在Java中打印给定大小为n的整数数组中r元素的所有可能排列[重复]

Question

给定一个大小为 n 的数组，生成并打印数组中 r 个元素的所有可能排列。

例如，如果n为4，输入数组为[0,1,2,3]，r为3，则输出应为

[0, 1, 2]
[0, 1, 3]
[0, 2, 1]
[0, 2, 3]
[0, 3, 1]
[0, 3, 2]
[1, 0, 2]
[1, 0, 3]
[1, 2, 0]
[1, 2, 3]
[1, 3, 0]
[1, 3, 2]
[2, 0, 1]
[2, 0, 3]
[2, 1, 0]
[2, 1, 3]
[2, 3, 0]
[2, 3, 1]
[3, 0, 1]
[3, 0, 2]
[3, 1, 0]
[3, 1, 2]
[3, 2, 0]
[3, 2, 1]

输入数组中的所有元素都是整数，从 0 到 n-1。如何使用 Java 打印所有可能的排列？

重要提示：单个排列中所有元素的数量并不总是原始数组的大小。它小于或等于原始数组的大小。此外，每个排列中元素的顺序也很重要。

我在 n=4 和 r=3 时编写了一些代码。如果 n = 100 和 r = 50，我的代码将非常难看。当参数只有 n 和 r 时，有什么聪明的方法吗？
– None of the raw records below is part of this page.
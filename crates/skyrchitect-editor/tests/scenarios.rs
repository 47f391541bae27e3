//! Keyboard-driven editing scenarios, from key event to document state.

use std::collections::HashSet;
use std::time::{Duration, Instant};

use proptest::prelude::*;
use skyrchitect_core::{DocumentModel, Edge, Mutation, Node, NodeId, Position, ResourceKind, ShortcutRegistry};
use skyrchitect_editor::{CommandDispatcher, DispatchError, Disposition, Editor, FocusContext, KeyInput};
use skyrchitect_session::{
    AutosaveConfig, Autosaver, InlineWriter, MemoryStore, SnapshotKey, SnapshotStore, SnapshotWriter, UserId,
};

struct Fixture {
    editor: Editor,
    a: NodeId,
    b: NodeId,
    c: NodeId,
}

/// Nodes A, B, C with edges A->B and B->C
fn abc() -> Fixture {
    let mut model = DocumentModel::new("abc");
    let nodes: Vec<Node> = ["A", "B", "C"]
        .iter()
        .enumerate()
        .map(|(i, label)| Node::new(ResourceKind::Compute, *label, Position::new(200.0 * i as f64, 0.0)))
        .collect();
    let (a, b, c) = (nodes[0].id, nodes[1].id, nodes[2].id);
    for node in nodes {
        model.apply(Mutation::AddNode(node)).unwrap();
    }
    model.apply(Mutation::AddEdge(Edge::new(a, b))).unwrap();
    model.apply(Mutation::AddEdge(Edge::new(b, c))).unwrap();
    Fixture {
        editor: Editor::new(model),
        a,
        b,
        c,
    }
}

fn press(dispatcher: &mut CommandDispatcher, editor: &mut Editor, input: KeyInput) -> Disposition {
    dispatcher.enqueue(input);
    let mut results = dispatcher.drain(editor, Instant::now());
    assert_eq!(results.len(), 1);
    results.remove(0).outcome.unwrap()
}

fn labels(editor: &Editor) -> Vec<&str> {
    editor.document().nodes().iter().map(|n| n.label.as_str()).collect()
}

#[test]
fn delete_key_removes_selected_node_and_its_edges() {
    let Fixture { mut editor, a, b, c } = abc();
    let mut dispatcher = CommandDispatcher::attach(ShortcutRegistry::defaults()).unwrap();
    editor.selection_mut().insert(b);

    let disposition = press(&mut dispatcher, &mut editor, KeyInput::new("Delete"));

    assert!(disposition.is_consumed());
    assert_eq!(labels(&editor), ["A", "C"]);
    assert!(editor.document().edges().is_empty());
    assert!(editor.selection().is_empty());
    assert!(editor.document().graph.contains_node(a));
    assert!(editor.document().graph.contains_node(c));
}

#[test]
fn select_all_copy_paste_adds_fresh_copies() {
    let mut model = DocumentModel::new("two");
    let a = Node::new(ResourceKind::Storage, "A", Position::new(0.0, 0.0));
    let b = Node::new(ResourceKind::Database, "B", Position::new(200.0, 0.0));
    let originals: HashSet<NodeId> = [a.id, b.id].into();
    model.apply(Mutation::AddNode(a)).unwrap();
    model.apply(Mutation::AddNode(b)).unwrap();
    let mut editor = Editor::new(model);
    let mut dispatcher = CommandDispatcher::attach(ShortcutRegistry::defaults()).unwrap();

    press(&mut dispatcher, &mut editor, KeyInput::new("a").ctrl());
    assert_eq!(editor.selection().as_set(), &originals);

    press(&mut dispatcher, &mut editor, KeyInput::new("c").ctrl());
    press(&mut dispatcher, &mut editor, KeyInput::new("v").ctrl());

    assert_eq!(editor.document().nodes().len(), 4);
    let selected = editor.selection().as_set();
    assert_eq!(selected.len(), 2);
    assert!(selected.is_disjoint(&originals));
    assert!(selected.iter().all(|id| editor.document().graph.contains_node(*id)));
}

#[test]
fn undo_and_redo_chords_walk_history() {
    let Fixture { mut editor, b, .. } = abc();
    let mut dispatcher = CommandDispatcher::attach(ShortcutRegistry::defaults()).unwrap();
    editor.selection_mut().insert(b);
    press(&mut dispatcher, &mut editor, KeyInput::new("Backspace"));
    let after_delete = editor.document().graph.clone();

    assert_eq!(
        press(&mut dispatcher, &mut editor, KeyInput::new("z").ctrl()),
        Disposition::Handled(skyrchitect_core::Action::Undo)
    );
    assert_eq!(labels(&editor), ["A", "B", "C"]);
    assert_eq!(editor.document().edges().len(), 2);

    // shift changes the chord; Z arrives upper-cased from some front ends
    assert_eq!(
        press(&mut dispatcher, &mut editor, KeyInput::new("Z").ctrl().shift()),
        Disposition::Handled(skyrchitect_core::Action::Redo)
    );
    assert_eq!(editor.document().graph, after_delete);

    press(&mut dispatcher, &mut editor, KeyInput::new("z").meta());
    press(&mut dispatcher, &mut editor, KeyInput::new("y").ctrl());
    assert_eq!(editor.document().graph, after_delete);
    // every step was a versioned mutation: 5 setup, delete, undo, redo, undo, redo
    assert_eq!(editor.model().version(), 10);
}

#[test]
fn text_focus_suppresses_shortcuts() {
    let Fixture { mut editor, b, .. } = abc();
    let mut dispatcher = CommandDispatcher::attach(ShortcutRegistry::defaults()).unwrap();
    editor.selection_mut().insert(b);
    dispatcher.set_focus(FocusContext::TextInput);

    let disposition = press(&mut dispatcher, &mut editor, KeyInput::new("Backspace"));
    assert!(!disposition.is_consumed());
    assert_eq!(editor.document().nodes().len(), 3);

    dispatcher.set_focus(FocusContext::Canvas);
    assert!(press(&mut dispatcher, &mut editor, KeyInput::new("Backspace")).is_consumed());
    assert_eq!(editor.document().nodes().len(), 2);
}

#[test]
fn unbound_keys_pass_through() {
    let Fixture { mut editor, .. } = abc();
    let mut dispatcher = CommandDispatcher::attach(ShortcutRegistry::defaults()).unwrap();
    let version = editor.model().version();
    assert_eq!(
        press(&mut dispatcher, &mut editor, KeyInput::new("q").alt()),
        Disposition::PassThrough
    );
    assert_eq!(editor.model().version(), version);
}

#[test]
fn queued_events_run_in_arrival_order() {
    let Fixture { mut editor, .. } = abc();
    let mut dispatcher = CommandDispatcher::attach(ShortcutRegistry::defaults()).unwrap();

    // select all, delete, undo: order matters for the final state
    dispatcher.enqueue(KeyInput::new("a").ctrl());
    dispatcher.enqueue(KeyInput::new("Delete"));
    dispatcher.enqueue(KeyInput::new("z").ctrl());
    assert_eq!(dispatcher.pending(), 3);

    let results = dispatcher.drain(&mut editor, Instant::now());
    assert_eq!(results.len(), 3);
    assert!(results.iter().all(|r| matches!(r.outcome, Ok(d) if d.is_consumed())));
    assert_eq!(dispatcher.pending(), 0);
    assert_eq!(editor.document().nodes().len(), 3);
    assert!(editor.selection().is_empty());
}

#[test]
fn second_listener_fails_until_first_is_dropped() {
    let first = CommandDispatcher::attach(ShortcutRegistry::defaults()).unwrap();
    assert!(matches!(
        CommandDispatcher::attach(ShortcutRegistry::defaults()),
        Err(DispatchError::AlreadyAttached)
    ));
    drop(first);
    assert!(CommandDispatcher::attach(ShortcutRegistry::defaults()).is_ok());
}

#[test]
fn save_chord_flushes_through_autosave() {
    let Fixture { editor, .. } = abc();
    let store = MemoryStore::new();
    let key = SnapshotKey::new(UserId::new("erin"), editor.model().id());
    let writer: Box<dyn SnapshotWriter> = Box::new(InlineWriter::new(store.clone()));
    let config = AutosaveConfig {
        enabled: false,
        ..AutosaveConfig::default()
    };
    let autosaver = Autosaver::new(key.clone(), config, writer, editor.document(), false, Instant::now());
    let mut editor = editor.with_autosave(autosaver);
    let mut dispatcher = CommandDispatcher::attach(ShortcutRegistry::defaults()).unwrap();

    assert!(editor.autosave_status().has_unsaved_changes);
    press(&mut dispatcher, &mut editor, KeyInput::new("s").ctrl());
    editor.tick(Instant::now() + Duration::from_millis(1));

    let stored = store.get(&key).unwrap().unwrap();
    assert_eq!(stored.version, editor.model().version());
    assert!(!editor.autosave_status().has_unsaved_changes);
    assert!(!editor.autosave_status().saving);
}

proptest! {
    #[test]
    fn repeated_pastes_never_reuse_ids(pastes in 1usize..8, duplicates in 0usize..4) {
        let Fixture { mut editor, a, b, c } = abc();
        let now = Instant::now();
        editor.selection_mut().replace([a, b, c]);
        editor.invoke(skyrchitect_core::Action::Copy, now).unwrap();
        for _ in 0..pastes {
            editor.invoke(skyrchitect_core::Action::Paste, now).unwrap();
        }
        for _ in 0..duplicates {
            editor.invoke(skyrchitect_core::Action::Duplicate, now).unwrap();
        }

        let doc = editor.document();
        let node_ids: HashSet<_> = doc.nodes().iter().map(|n| n.id).collect();
        let edge_ids: HashSet<_> = doc.edges().iter().map(|e| e.id).collect();
        prop_assert_eq!(node_ids.len(), 3 * (1 + pastes + duplicates));
        prop_assert_eq!(node_ids.len(), doc.nodes().len());
        prop_assert_eq!(edge_ids.len(), doc.edges().len());
        prop_assert_eq!(doc.edges().len(), 2 * (1 + pastes + duplicates));
        prop_assert!(doc.graph.validate().is_ok());
    }
}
public static void main(String[] args) {

    // original array
    ArrayList < Integer > items = new ArrayList < > ();

    // all permutations
    ArrayList < ArrayList < Integer >> allPermutations = new ArrayList < ArrayList < Integer >> ();

    // define the end item of the original array.
    // this is n, suppose it's 4 now.
    int endItem = 4;
    for (int i = 0; i < endItem; i++) {
        items.add(i);
    }


    // r means how many elements in each single permutation
    // suppose it's 3 now, i have to write for-loop three times
    // if r is 100, i have to write for-loop 100 times

    // first of the "r"
    for (int i = 0; i < items.size(); i++) {
        // second of the "r"
        for (int j = 0; j < items.size(); j++) {
            // can't be identical to i
            if (j == i)
                continue;

            // third of the "r"
            for (int k = 0; k < items.size(); k++) {
                // can't be identical to i or j
                if (k == i || k == j)
                    continue;

                // a single permutation
                ArrayList < Integer > singlePermutation = new ArrayList < > ();
                singlePermutation.add(items.get(i));
                singlePermutation.add(items.get(j));
                singlePermutation.add(items.get(k));

                // all permutations
                allPermutations.add(singlePermutation);

            }
        }
    }
    for (ArrayList < Integer > permutation: allPermutations) {
        System.out.println(permutation);
    }
    System.out.println(allPermutations.size());

}

Answer 1

从问题到答案的移动解决方案：

解决方案：

感谢older coder，我设法找到了解决方案。

public class PermutationTest10 {
    // a is the original array
    // k is the number of elements in each permutation
    public static ArrayList<ArrayList<Integer>> choose(ArrayList<Integer> a, int k) {
        ArrayList<ArrayList<Integer>> allPermutations = new ArrayList<ArrayList<Integer>>();
        enumerate(a, a.size(), k, allPermutations);
        return allPermutations;
    }

  // a is the original array
    // n is the array size
    // k is the number of elements in each permutation
    // allPermutations is all different permutations
    private static void enumerate(ArrayList<Integer> a, int n, int k, ArrayList<ArrayList<Integer>> allPermutations) {
        if (k == 0) {
            ArrayList<Integer> singlePermutation = new ArrayList<Integer>();
            for (int i = n; i < a.size(); i++){
                singlePermutation.add(a.get(i));
            }
            allPermutations.add(singlePermutation);
            return;
        }

      for (int i = 0; i < n; i++) {
            swap(a, i, n-1);
            enumerate(a, n-1, k-1, allPermutations);
            swap(a, i, n-1);
        }
    }  

  // helper function that swaps a.get(i) and a.get(j)
    public static void swap(ArrayList<Integer> a, int i, int j) {
        Integer temp = a.get(i);
        a.set(i, a.get(j));
        a.set(j, temp);
    }


  // sample client
    public static void main(String[] args) {

      // n is the end item of the array.
        // if n = 5, the array is [0, 1, 2, 3, 4, 5]
        // k is the number of elements of each permutation.
        int n =5;
        int k =3;

      // create original array
        ArrayList<Integer> elements = new ArrayList<> ();
        for (int i =0; i < n; i ++){
            elements.add(i);
        }

      ArrayList<Integer> a = new ArrayList<> ();
        for (int i = 0; i < n; i ++){
            a.add(elements.get(i));
        }
        System.out.println(choose(a, k));
    }
}